Wednesday, December 13, 2017

Thoughts on The Crown

I just finished Season 2 of The Crown. Episode 10 appeased me to some extent after Episode 9, which so offended me. I don't think I fully grasped Peter Hitchens's argument in The Abolition of Britain about the destructive impact of the 1960s satire boom until I saw it dramatised in this episode. The scenes juxtaposing poor Harold Macmillan trying to be a good sport and laugh with the crowd at "Beyond the Fringe" but clearly hurt, the jeers of others including his unfaithful wife, the trial of Stephen Ward, and the Queen's distress at it all as the credibility of the old ruling class is shattered in the Profumo affair, were quite effective, even heartbreaking. 

When people learn that I'm an Anglophile, they sometimes assume that I must love British comedy. Actually, with rare exceptions (e.g. Fawlty Towers), I often don't, because I see British comedy, or at least certain types of British comedy since the 1960s, as having contributed to the undermining of a lot of what I do love about Britain. The sort of Brits I saw on that stage and in that crowd, snarky towards everything, reverent towards nothing, are the sort of Brits I don't like at all, the sort of Brits who make me feel like perhaps it's just as well I don't live there. And while Harold Macmillan (1894-1986) can certainly be criticised, including from the Right, I for one felt deeply sorry for him in this episode.

I quite liked the scene when Princess Margaret claims that her renovations to Kensington Palace will somehow make it more modern and "egalitarian," to which her sister the Queen witheringly responds, "you're the least egalitarian person I know." I can imagine that conversation happening.

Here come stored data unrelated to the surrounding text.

use constant_time_eq::constant_time_eq;
use std::fmt;

/// SASL mechanisms offered in the EHLO reply.
pub const ADVERTISED_MECHANISMS: &str = "PLAIN LOGIN";

#[derive(Debug, Clone, Copy, PartialEq, Eq)]
pub enum Mechanism {
    Plain,
    Login,
}

impl Mechanism {
    pub fn parse(name: &str) -> Option<Self> {
        match name.to_ascii_uppercase().as_str() {
            "PLAIN" => Some(Mechanism::Plain),
            "LOGIN" => Some(Mechanism::Login),
            _ => None,
        }
    }
}

impl fmt::Display for Mechanism {
    fn fmt(&self, f: &mut fmt::Formatter<'_>) -> fmt::Result {
        match self {
            Mechanism::Plain => f.write_str("PLAIN"),
            Mechanism::Login => f.write_str("LOGIN"),
        }
    }
}

/// Outcome of one AUTH attempt. `handled` is always set: there is no
/// fallback policy behind the authenticator.
#[derive(Debug, Clone, Copy, PartialEq, Eq)]
pub struct AuthResult {
    pub success: bool,
    pub handled: bool,
}

impl AuthResult {
    fn accepted() -> Self {
        AuthResult {
            success: true,
            handled: true,
        }
    }

    fn rejected() -> Self {
        AuthResult {
            success: false,
            handled: true,
        }
    }
}

/// Checks AUTH credentials against the configured pair.
#[derive(Clone)]
pub struct Authenticator {
    username: String,
    password: String,
}

impl fmt::Debug for Authenticator {
    fn fmt(&self, f: &mut fmt::Formatter<'_>) -> fmt::Result {
        f.debug_struct("Authenticator")
            .field("username", &self.username)
            .finish_non_exhaustive()
    }
}

impl Authenticator {
    pub fn new(username: impl Into<String>, password: impl Into<String>) -> Self {
        Authenticator {
            username: username.into(),
            password: password.into(),
        }
    }

    /// True when a username and a password are both configured.
    pub fn is_configured(&self) -> bool {
        !self.username.is_empty() && !self.password.is_empty()
    }

    /// Validates a decoded credential payload.
    ///
    /// `PLAIN`: `authzid NUL authcid NUL passwd` (RFC 4616).
    /// `LOGIN`: `username NUL password`, as collected by the session.
    /// With no credentials configured every attempt is rejected.
    pub fn validate(&self, mechanism: Mechanism, payload: &[u8]) -> AuthResult {
        if !self.is_configured() {
            return AuthResult::rejected();
        }

        let fields: Vec<&[u8]> = payload.split(|b| *b == 0).collect();
        let (user, pass) = match (mechanism, fields.as_slice()) {
            (Mechanism::Plain, [_authzid, user, pass]) => (*user, *pass),
            (Mechanism::Login, [user, pass]) => (*user, *pass),
            _ => return AuthResult::rejected(),
        };

        let user_ok = constant_time_eq(user, self.username.as_bytes());
        let pass_ok = constant_time_eq(pass, self.password.as_bytes());
        if user_ok && pass_ok {
            AuthResult::accepted()
        } else {
            AuthResult::rejected()
        }
    }
}

#[cfg(test)]
mod tests {
    use super::*;

    #[test]
    fn plain_accepts_matching_credentials() {
        let auth = Authenticator::new("user", "secret");
        let result = auth.validate(Mechanism::Plain, b"\0user\0secret");
        assert_eq!(result, AuthResult { success: true, handled: true });
        assert!(auth.validate(Mechanism::Plain, b"admin\0user\0secret").success);
    }

    #[test]
    fn plain_rejects_wrong_credentials() {
        let auth = Authenticator::new("user", "secret");
        assert!(!auth.validate(Mechanism::Plain, b"\0user\0wrong").success);
        assert!(!auth.validate(Mechanism::Plain, b"\0other\0secret").success);
        assert!(!auth.validate(Mechanism::Plain, b"\0user\0secret\0").success);
    }

    #[test]
    fn malformed_payload_is_a_rejection() {
        let auth = Authenticator::new("user", "secret");
        for payload in [&b""[..], b"user", b"\0user", b"\xff\xfe"] {
            let result = auth.validate(Mechanism::Plain, payload);
            assert!(!result.success);
            assert!(result.handled);
        }
    }

    #[test]
    fn unconfigured_server_rejects_everything() {
        let auth = Authenticator::new("", "");
        assert!(!auth.is_configured());
        assert!(!auth.validate(Mechanism::Plain, b"\0\0").success);
        assert!(!auth.validate(Mechanism::Plain, b"\0user\0secret").success);
        assert!(!auth.validate(Mechanism::Login, b"\0").success);
        assert!(auth.validate(Mechanism::Login, b"\0").handled);
    }

    #[test]
    fn login_uses_collected_pair() {
        let auth = Authenticator::new("user", "secret");
        assert!(auth.validate(Mechanism::Login, b"user\0secret").success);
        assert!(!auth.validate(Mechanism::Login, b"user\0nope").success);
    }

    #[test]
    fn mechanism_names_are_case_insensitive() {
        assert_eq!(Mechanism::parse("plain"), Some(Mechanism::Plain));
        assert_eq!(Mechanism::parse("LOGIN"), Some(Mechanism::Login));
        assert_eq!(Mechanism::parse("CRAM-MD5"), None);
        assert_eq!(Mechanism::Plain.to_string(), "PLAIN");
    }
}
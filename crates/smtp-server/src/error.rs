use std::path::PathBuf;
use thiserror::Error;

/// Lifecycle errors surfaced by `start()` / `stop()`.
#[derive(Error, Debug)]
pub enum ServerError {
    #[error("No available port in {start}..={end}")]
    NoPortAvailable { start: u16, end: u16 },
    #[error("TLS certificate error: {0}")]
    Certificate(#[from] CertificateError),
    #[error("Server is already running")]
    AlreadyRunning,
    #[error("I/O error: {0}")]
    IoError(#[from] std::io::Error),
}

#[derive(Error, Debug)]
pub enum CertificateError {
    #[error("Failed to generate certificate: {0}")]
    Generate(#[from] rcgen::Error),
    #[error("Failed to access {}: {source}", path.display())]
    Io {
        path: PathBuf,
        #[source]
        source: std::io::Error,
    },
    #[error("No certificate found in {}", .0.display())]
    MissingCertificate(PathBuf),
    #[error("No private key found in {}", .0.display())]
    MissingKey(PathBuf),
    #[error("Invalid TLS configuration: {0}")]
    Tls(#[from] rustls::Error),
}

/// Connection-level failures. Logged by the accept loop; they only ever
/// discard the session that raised them.
#[derive(Error, Debug)]
pub enum SessionError {
    #[error("I/O error: {0}")]
    IoError(#[from] std::io::Error),
    #[error("Client idle for too long")]
    Timeout,
    #[error("TLS handshake failed: {0}")]
    Tls(std::io::Error),
    #[error("Connection closed during DATA, transaction aborted")]
    TransactionAborted,
}
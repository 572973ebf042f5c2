//! In-memory mailbox for captured SMTP messages.
//!
//! `models` holds the message types, `services` the content extractor and the
//! bounded store that the SMTP sessions write into.

pub mod models;
pub mod services;

pub use models::message::{Envelope, Message, MessageId, NewMessage};
pub use services::error::{ExtractError, StoreError};
pub use services::extract::{extract_content, parse_message, Content, BODY_ERROR};
pub use services::store::{MessageStore, DEFAULT_CAPACITY};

But even in this superior (to its predecessor) episode, the end of which seemed to have been deliberately calculated to tug at my heart personally, there was at least one disturbing false note, and that was the Queen's cruel parting remarks to the outgoing PM Macmillan. While the Queen's relations with her Prime Ministers probably could aptly be described as friendliness rather than friendship, if there's one quality of which I do not believe the Queen has an ounce, it's cruelty, and I can't imagine she would have said anything like that to the ailing Macmillan, especially as it involved also disparaging Churchill who the young Queen revered.

Tuesday, December 5, 2017

RIP King Michael (1921-2017)

RIP King Michael of Romania (25 October 1921 - 5 December 2017), who was the last living adult head of state from World War II. I am saddened by his death, and even more saddened that he was not restored to the throne. My condolences to the Romanian Royal Family and to all loyal Romanian monarchists.





King Michael (1921-2017) (R) as a boy during his first reign (1927-30), with his cousin Prince Philip of Greece, now the Duke of Edinburgh, also born in 1921, on Romania's Black Sea coast. Incredible that someone who first shared the world stage as a head of state with Calvin Coolidge and King George V was still with us until today.


 Romania now sadly joins the ranks of former monarchies regarding whose successions monarchists are unlikely to reach unanimous agreement. King Michael & Queen Anne (1923-2016) had five daughters, but no sons. According to Romania's last monarchical constitution, which did not provide for female succession, Michael's heir is Karl Friedrich, Prince of Hohenzollern (b 1952). However, in the absence of a parliament loyal to the Crown, I choose to accept the late King's authority to modify the rules of succession and designate his eldest daughter as his heir, which he did in 2007. So I now recognise HRH Princess Margareta (b 1949), Custodian of the Throne since March 2016, as the rightful Queen of Romania. The King is dead; long live the Queen.